**** Task data
//! Credential verification used when a chat connection authenticates.

use std::collections::HashMap;
use std::sync::{PoisonError, RwLock};

use async_trait::async_trait;
use tracing::debug;

use crate::auth::verify_password;
use crate::db::UserRepository;
use crate::{Database, HuddleError, Result};

/// Outcome of a credential check.
#[derive(Debug, Clone, PartialEq, Eq)]
pub enum Verification {
    /// Credentials are valid. Carries the canonical username.
    Valid { username: String },
    /// Unknown user or wrong password.
    Invalid,
}

/// Checks a username/password pair against an account store.
///
/// An `Err` means the store itself failed, not that the credentials are wrong.
#[async_trait]
pub trait AccountVerifier: Send + Sync {
    async fn verify(&self, username: &str, password: &str) -> Result<Verification>;
}

/// Verifier backed by the `users` table.
#[derive(Clone)]
pub struct DbAccountVerifier {
    db: Database,
}

impl DbAccountVerifier {
    pub fn new(db: Database) -> Self {
        Self { db }
    }
}

#[async_trait]
impl AccountVerifier for DbAccountVerifier {
    async fn verify(&self, username: &str, password: &str) -> Result<Verification> {
        let Some(user) = UserRepository::new(self.db.pool())
            .get_by_username(username)
            .await?
        else {
            debug!("Login attempt for unknown user {}", username);
            return Ok(Verification::Invalid);
        };

        let password = password.to_string();
        let hash = user.password.clone();
        let matches = tokio::task::spawn_blocking(move || verify_password(&password, &hash).is_ok())
            .await
            .map_err(|e| HuddleError::Auth(format!("verification task failed: {e}")))?;

        if matches {
            Ok(Verification::Valid {
                username: user.username,
            })
        } else {
            Ok(Verification::Invalid)
        }
    }
}

/// In-process account table with plain-text passwords.
///
/// For tests and embedding only; nothing is persisted.
#[derive(Default)]
pub struct MemoryAccounts {
    accounts: RwLock<HashMap<String, String>>,
}

impl MemoryAccounts {
    pub fn new() -> Self {
        Self::default()
    }

    /// Build a table from `(username, password)` pairs.
    pub fn with_accounts<'a>(accounts: impl IntoIterator<Item = (&'a str, &'a str)>) -> Self {
        let table = Self::new();
        for (username, password) in accounts {
            table.insert(username, password);
        }
        table
    }

    /// Add or replace an account.
    pub fn insert(&self, username: impl Into<String>, password: impl Into<String>) {
        self.accounts
            .write()
            .unwrap_or_else(PoisonError::into_inner)
            .insert(username.into(), password.into());
    }
}

#[async_trait]
impl AccountVerifier for MemoryAccounts {
    async fn verify(&self, username: &str, password: &str) -> Result<Verification> {
        let accounts = self.accounts.read().unwrap_or_else(PoisonError::into_inner);
        match accounts.get(username) {
            Some(stored) if stored == password => Ok(Verification::Valid {
                username: username.to_string(),
            }),
            _ => Ok(Verification::Invalid),
        }
    }
}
********
● Exercise aim: Whenever a line of the records above contains the word "UserRepository", it counts toward the total; give that total alone.

● Your response: 2